YOUR ASSIGNMENT
Search the entries below for the word "portal", then copy each line in which it is found.

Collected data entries
◇ ◇ ◇ ◇
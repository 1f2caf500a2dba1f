use anyhow::Result;
use rusqlite::Connection;
use serde::Serialize;

pub fn connect(path: &str) -> Result<Connection> {
    let conn = Connection::open(path)?;
    conn.execute_batch("PRAGMA journal_mode=WAL;")?;
    Ok(conn)
}

/// Idempotent schema creation, safe to call at the start of every run.
pub fn init_schema(conn: &Connection) -> Result<()> {
    conn.execute_batch(
        "
        CREATE TABLE IF NOT EXISTS data (
            council_reference TEXT PRIMARY KEY,
            address           TEXT,
            description       TEXT,
            info_url          TEXT,
            comment_url       TEXT,
            date_scraped      TEXT,
            date_received     TEXT,
            on_notice_from    TEXT,
            on_notice_to      TEXT
        );
        ",
    )?;
    Ok(())
}

/// One development application, keyed by its council reference number.
#[derive(Debug, Clone, Serialize)]
pub struct DevelopmentApplication {
    pub council_reference: String,
    pub address: String,
    pub description: String,
    pub info_url: String,
    pub comment_url: String,
    pub date_scraped: String,
    /// ISO lodgement date, or empty when the portal's value did not parse.
    pub date_received: String,
    pub on_notice_from: Option<String>,
    pub on_notice_to: Option<String>,
}

#[derive(Debug, Clone, Copy, PartialEq, Eq)]
pub enum UpsertOutcome {
    Inserted,
    Replaced,
}

/// Replace-on-conflict write: a row with the same reference number is
/// overwritten in full. The outcome is informational, for logging.
pub fn upsert_application(
    conn: &Connection,
    app: &DevelopmentApplication,
) -> Result<UpsertOutcome> {
    let existed: bool = conn.query_row(
        "SELECT EXISTS(SELECT 1 FROM data WHERE council_reference = ?1)",
        [&app.council_reference],
        |row| row.get(0),
    )?;

    conn.execute(
        "INSERT OR REPLACE INTO data
         (council_reference, address, description, info_url, comment_url,
          date_scraped, date_received, on_notice_from, on_notice_to)
         VALUES (?1, ?2, ?3, ?4, ?5, ?6, ?7, ?8, ?9)",
        rusqlite::params![
            app.council_reference,
            app.address,
            app.description,
            app.info_url,
            app.comment_url,
            app.date_scraped,
            app.date_received,
            app.on_notice_from,
            app.on_notice_to,
        ],
    )?;

    Ok(if existed {
        UpsertOutcome::Replaced
    } else {
        UpsertOutcome::Inserted
    })
}

pub fn fetch_applications(
    conn: &Connection,
    limit: usize,
) -> Result<Vec<DevelopmentApplication>> {
    let mut stmt = conn.prepare(&format!(
        "SELECT council_reference, address, description, info_url, comment_url,
                date_scraped, date_received, on_notice_from, on_notice_to
         FROM data
         ORDER BY date_scraped DESC, council_reference
         LIMIT {}",
        limit
    ))?;
    let rows = stmt
        .query_map([], |row| {
            Ok(DevelopmentApplication {
                council_reference: row.get(0)?,
                address: row.get(1)?,
                description: row.get(2)?,
                info_url: row.get(3)?,
                comment_url: row.get(4)?,
                date_scraped: row.get(5)?,
                date_received: row.get(6)?,
                on_notice_from: row.get(7)?,
                on_notice_to: row.get(8)?,
            })
        })?
        .collect::<Result<Vec<_>, _>>()?;
    Ok(rows)
}

// ── Stats ──

pub struct Stats {
    pub total: usize,
    pub with_received_date: usize,
    pub last_scraped: Option<String>,
}

pub fn get_stats(conn: &Connection) -> Result<Stats> {
    let total: usize = conn.query_row("SELECT COUNT(*) FROM data", [], |r| r.get(0))?;
    let with_received_date: usize = conn.query_row(
        "SELECT COUNT(*) FROM data WHERE date_received != ''",
        [],
        |r| r.get(0),
    )?;
    let last_scraped: Option<String> =
        conn.query_row("SELECT MAX(date_scraped) FROM data", [], |r| r.get(0))?;
    Ok(Stats {
        total,
        with_received_date,
        last_scraped,
    })
}

// ── Tests ──

#[cfg(test)]
mod tests {
    use super::*;

    fn test_conn() -> Connection {
        let conn = Connection::open_in_memory().unwrap();
        init_schema(&conn).unwrap();
        conn
    }

    fn app(reference: &str, address: &str) -> DevelopmentApplication {
        DevelopmentApplication {
            council_reference: reference.to_string(),
            address: address.to_string(),
            description: "Carport".to_string(),
            info_url: format!("http://portal.test/detail?ApplicationId={}", reference),
            comment_url: "mailto:planning@example.test".to_string(),
            date_scraped: "2019-03-05".to_string(),
            date_received: "2019-03-01".to_string(),
            on_notice_from: None,
            on_notice_to: None,
        }
    }

    #[test]
    fn init_schema_is_idempotent() {
        let conn = test_conn();
        init_schema(&conn).unwrap();
        init_schema(&conn).unwrap();
    }

    #[test]
    fn upsert_reports_insert_then_replace() {
        let conn = test_conn();
        let a = app("123/4567/18", "1 Smith St");
        assert_eq!(upsert_application(&conn, &a).unwrap(), UpsertOutcome::Inserted);
        assert_eq!(upsert_application(&conn, &a).unwrap(), UpsertOutcome::Replaced);
    }

    #[test]
    fn upsert_same_key_keeps_one_row_with_latest_values() {
        let conn = test_conn();
        upsert_application(&conn, &app("123/4567/18", "1 Smith St")).unwrap();

        let mut updated = app("123/4567/18", "2 Brown Ave");
        updated.description = "Verandah".to_string();
        upsert_application(&conn, &updated).unwrap();

        let rows = fetch_applications(&conn, 10).unwrap();
        assert_eq!(rows.len(), 1);
        assert_eq!(rows[0].address, "2 Brown Ave");
        assert_eq!(rows[0].description, "Verandah");
    }

    #[test]
    fn distinct_keys_are_distinct_rows() {
        let conn = test_conn();
        upsert_application(&conn, &app("123/4567/18", "1 Smith St")).unwrap();
        upsert_application(&conn, &app("456/7890/18", "9 North Tce")).unwrap();
        assert_eq!(get_stats(&conn).unwrap().total, 2);
    }

    #[test]
    fn stats_track_received_dates_and_last_scrape() {
        let conn = test_conn();
        let mut a = app("123/4567/18", "1 Smith St");
        a.date_received = String::new();
        upsert_application(&conn, &a).unwrap();
        upsert_application(&conn, &app("456/7890/18", "9 North Tce")).unwrap();

        let stats = get_stats(&conn).unwrap();
        assert_eq!(stats.total, 2);
        assert_eq!(stats.with_received_date, 1);
        assert_eq!(stats.last_scraped.as_deref(), Some("2019-03-05"));
    }
}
◇ ◇ ◇ ◇
OUTPUT OF THE TASK
    /// ISO lodgement date, or empty when the portal's value did not parse.
            info_url: format!("http://portal.test/detail?ApplicationId={}", reference),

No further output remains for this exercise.